• [What you need to do] Your reply should be one number: how many lines of the material contain the word "return".
--------
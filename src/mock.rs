//! In-memory [`PageDriver`] for tests that should not need a browser.
//!
//! Elements are registered per selector with a scripted [`ElementState`];
//! every interaction is recorded as an [`Action`] for later assertions.

use std::collections::{HashMap, VecDeque};
use std::sync::Arc;

use async_trait::async_trait;
use parking_lot::Mutex;
use serde_json::Value;

use crate::browser::{ContextId, PageProvider};
use crate::driver::{DriverRef, PageDriver};
use crate::error::{Error, Result};
use crate::visibility::ElementState;

/// PNG signature, enough for callers that sniff the format.
const FAKE_PNG: &[u8] = &[0x89, 0x50, 0x4E, 0x47, 0x0D, 0x0A, 0x1A, 0x0A];

/// A recorded driver call.
#[derive(Debug, Clone, PartialEq, Eq)]
pub enum Action {
    Goto(String),
    Evaluate(String),
    Click { selector: String, index: usize },
    Fill { selector: String, index: usize, text: String },
    ScrollIntoView { selector: String, index: usize },
    PressKey(String),
    Screenshot,
    Close,
}

#[derive(Debug, Clone, Default)]
pub struct MockElement {
    pub state: ElementState,
    pub text: String,
    pub value: String,
}

impl MockElement {
    pub fn new(state: ElementState) -> Self {
        Self {
            state,
            ..Self::default()
        }
    }

    pub fn with_text(mut self, text: impl Into<String>) -> Self {
        self.text = text.into();
        self
    }
}

/// States that replace a selector's elements once it has been probed
/// `after` times.
#[derive(Debug)]
struct Reveal {
    after: usize,
    states: Vec<ElementState>,
}

#[derive(Debug, Default)]
struct MockState {
    url: String,
    title: String,
    html: String,
    elements: HashMap<String, Vec<MockElement>>,
    reveals: HashMap<String, Reveal>,
    probes: HashMap<String, usize>,
    eval_results: VecDeque<std::result::Result<Value, String>>,
    actions: Vec<Action>,
    fail_screenshot: bool,
}

#[derive(Debug, Default)]
pub struct MockDriver {
    state: Mutex<MockState>,
}

impl MockDriver {
    pub fn new() -> Self {
        Self::default()
    }

    /// Register matches for `selector`, replacing any previous ones.
    pub fn with_elements(self, selector: &str, states: Vec<ElementState>) -> Self {
        self.set_elements(selector, states);
        self
    }

    pub fn with_element(self, selector: &str, element: MockElement) -> Self {
        self.state
            .lock()
            .elements
            .entry(selector.to_string())
            .or_default()
            .push(element);
        self
    }

    pub fn with_html(self, html: impl Into<String>) -> Self {
        self.state.lock().html = html.into();
        self
    }

    pub fn with_title(self, title: impl Into<String>) -> Self {
        self.state.lock().title = title.into();
        self
    }

    pub fn set_elements(&self, selector: &str, states: Vec<ElementState>) {
        let elements = states.into_iter().map(MockElement::new).collect();
        self.state
            .lock()
            .elements
            .insert(selector.to_string(), elements);
    }

    /// After `probes` probes of `selector`, its matches become `states`.
    pub fn reveal_after(&self, selector: &str, probes: usize, states: Vec<ElementState>) {
        self.state.lock().reveals.insert(
            selector.to_string(),
            Reveal {
                after: probes,
                states,
            },
        );
    }

    /// Queue the result of the next `evaluate` call.
    pub fn push_eval_result(&self, value: Value) {
        self.state.lock().eval_results.push_back(Ok(value));
    }

    /// Make the next `evaluate` call fail as a script exception would.
    pub fn push_eval_error(&self, message: impl Into<String>) {
        self.state.lock().eval_results.push_back(Err(message.into()));
    }

    pub fn fail_screenshots(&self) {
        self.state.lock().fail_screenshot = true;
    }

    pub fn actions(&self) -> Vec<Action> {
        self.state.lock().actions.clone()
    }

    /// Every script passed to `evaluate`, in call order.
    pub fn scripts(&self) -> Vec<String> {
        self.state
            .lock()
            .actions
            .iter()
            .filter_map(|a| match a {
                Action::Evaluate(s) => Some(s.clone()),
                _ => None,
            })
            .collect()
    }

    pub fn clicks(&self) -> Vec<(String, usize)> {
        self.state
            .lock()
            .actions
            .iter()
            .filter_map(|a| match a {
                Action::Click { selector, index } => Some((selector.clone(), *index)),
                _ => None,
            })
            .collect()
    }

    pub fn probe_count(&self, selector: &str) -> usize {
        self.state.lock().probes.get(selector).copied().unwrap_or(0)
    }

    /// Current value of the `index`-th match, as left by `fill_nth`.
    pub fn value_of(&self, selector: &str, index: usize) -> Option<String> {
        self.state
            .lock()
            .elements
            .get(selector)
            .and_then(|els| els.get(index))
            .map(|el| el.value.clone())
    }

    fn record(&self, action: Action) {
        self.state.lock().actions.push(action);
    }

    fn check_index(state: &MockState, selector: &str, index: usize) -> Result<()> {
        let count = state.elements.get(selector).map_or(0, Vec::len);
        if index < count {
            Ok(())
        } else {
            Err(Error::ElementNotFound(format!(
                "{selector}[{index}] (only {count} matches)"
            )))
        }
    }
}

#[async_trait]
impl PageDriver for MockDriver {
    async fn goto(&self, url: &str) -> Result<()> {
        let mut state = self.state.lock();
        state.url = url.to_string();
        state.actions.push(Action::Goto(url.to_string()));
        Ok(())
    }

    async fn url(&self) -> Result<String> {
        Ok(self.state.lock().url.clone())
    }

    async fn title(&self) -> Result<String> {
        Ok(self.state.lock().title.clone())
    }

    async fn content(&self) -> Result<String> {
        Ok(self.state.lock().html.clone())
    }

    async fn evaluate(&self, script: &str) -> Result<Value> {
        let mut state = self.state.lock();
        state.actions.push(Action::Evaluate(script.to_string()));
        match state.eval_results.pop_front() {
            Some(Ok(value)) => Ok(value),
            Some(Err(message)) => Err(Error::JsError(message)),
            None => Ok(Value::Null),
        }
    }

    async fn probe(&self, selector: &str) -> Result<Vec<ElementState>> {
        let mut state = self.state.lock();
        let seen = {
            let count = state.probes.entry(selector.to_string()).or_insert(0);
            *count += 1;
            *count
        };
        let due = state
            .reveals
            .get(selector)
            .is_some_and(|r| seen > r.after);
        if due {
            if let Some(reveal) = state.reveals.remove(selector) {
                let elements = reveal.states.into_iter().map(MockElement::new).collect();
                state.elements.insert(selector.to_string(), elements);
            }
        }
        Ok(state
            .elements
            .get(selector)
            .map(|els| els.iter().map(|el| el.state).collect())
            .unwrap_or_default())
    }

    async fn click_nth(&self, selector: &str, index: usize) -> Result<()> {
        let mut state = self.state.lock();
        Self::check_index(&state, selector, index)?;
        state.actions.push(Action::Click {
            selector: selector.to_string(),
            index,
        });
        Ok(())
    }

    async fn fill_nth(&self, selector: &str, index: usize, text: &str) -> Result<()> {
        let mut state = self.state.lock();
        Self::check_index(&state, selector, index)?;
        if let Some(el) = state
            .elements
            .get_mut(selector)
            .and_then(|els| els.get_mut(index))
        {
            el.value = text.to_string();
        }
        state.actions.push(Action::Fill {
            selector: selector.to_string(),
            index,
            text: text.to_string(),
        });
        Ok(())
    }

    async fn scroll_nth_into_view(&self, selector: &str, index: usize) -> Result<()> {
        let mut state = self.state.lock();
        Self::check_index(&state, selector, index)?;
        state.actions.push(Action::ScrollIntoView {
            selector: selector.to_string(),
            index,
        });
        Ok(())
    }

    async fn text_nth(&self, selector: &str, index: usize) -> Result<String> {
        let state = self.state.lock();
        Self::check_index(&state, selector, index)?;
        Ok(state
            .elements
            .get(selector)
            .and_then(|els| els.get(index))
            .map(|el| el.text.clone())
            .unwrap_or_default())
    }

    async fn press_key(&self, key: &str) -> Result<()> {
        self.record(Action::PressKey(key.to_string()));
        Ok(())
    }

    async fn screenshot(&self) -> Result<Vec<u8>> {
        if self.state.lock().fail_screenshot {
            return Err(Error::ScreenshotError("mock screenshot failure".into()));
        }
        self.record(Action::Screenshot);
        Ok(FAKE_PNG.to_vec())
    }

    async fn close(&self) -> Result<()> {
        self.record(Action::Close);
        Ok(())
    }
}

type PageSetup = Box<dyn Fn() -> MockDriver + Send + Sync>;

/// In-memory [`PageProvider`]: every page is a fresh [`MockDriver`].
#[derive(Default)]
pub struct MockBrowser {
    setup: Option<PageSetup>,
    next_context: Mutex<usize>,
    open_contexts: Mutex<Vec<ContextId>>,
    pages: Mutex<Vec<Arc<MockDriver>>>,
    fail_next_page: Mutex<bool>,
    closed: Mutex<bool>,
}

impl MockBrowser {
    pub fn new() -> Self {
        Self::default()
    }

    /// Build each new page with `setup` instead of an empty driver.
    pub fn with_page_setup<F>(mut self, setup: F) -> Self
    where
        F: Fn() -> MockDriver + Send + Sync + 'static,
    {
        self.setup = Some(Box::new(setup));
        self
    }

    /// Make the next `new_page` fail as a crashed target would.
    pub fn fail_next_page(&self) {
        *self.fail_next_page.lock() = true;
    }

    /// Every page opened so far, in order.
    pub fn pages(&self) -> Vec<Arc<MockDriver>> {
        self.pages.lock().clone()
    }

    pub fn open_contexts(&self) -> Vec<ContextId> {
        self.open_contexts.lock().clone()
    }

    pub fn is_closed(&self) -> bool {
        *self.closed.lock()
    }
}

#[async_trait]
impl PageProvider for MockBrowser {
    async fn new_context(&self) -> Result<ContextId> {
        if self.is_closed() {
            return Err(Error::SessionClosed);
        }
        let id = {
            let mut next = self.next_context.lock();
            *next += 1;
            ContextId::new(format!("mock-context-{}", *next))
        };
        self.open_contexts.lock().push(id.clone());
        Ok(id)
    }

    async fn new_page(&self, context: &ContextId, url: &str) -> Result<DriverRef> {
        if !self.open_contexts.lock().contains(context) {
            return Err(Error::Config(format!("unknown browser context {context}")));
        }
        if std::mem::take(&mut *self.fail_next_page.lock()) {
            return Err(Error::NavigationError(format!("mock page failure at {url}")));
        }
        let driver = Arc::new(self.setup.as_ref().map_or_else(MockDriver::new, |f| f()));
        driver.goto(url).await?;
        self.pages.lock().push(Arc::clone(&driver));
        Ok(driver)
    }

    async fn close_context(&self, context: &ContextId) -> Result<()> {
        self.open_contexts.lock().retain(|c| c != context);
        Ok(())
    }

    async fn close(&self) -> Result<()> {
        self.open_contexts.lock().clear();
        *self.closed.lock() = true;
        Ok(())
    }
}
--------
• [Worked solution] 4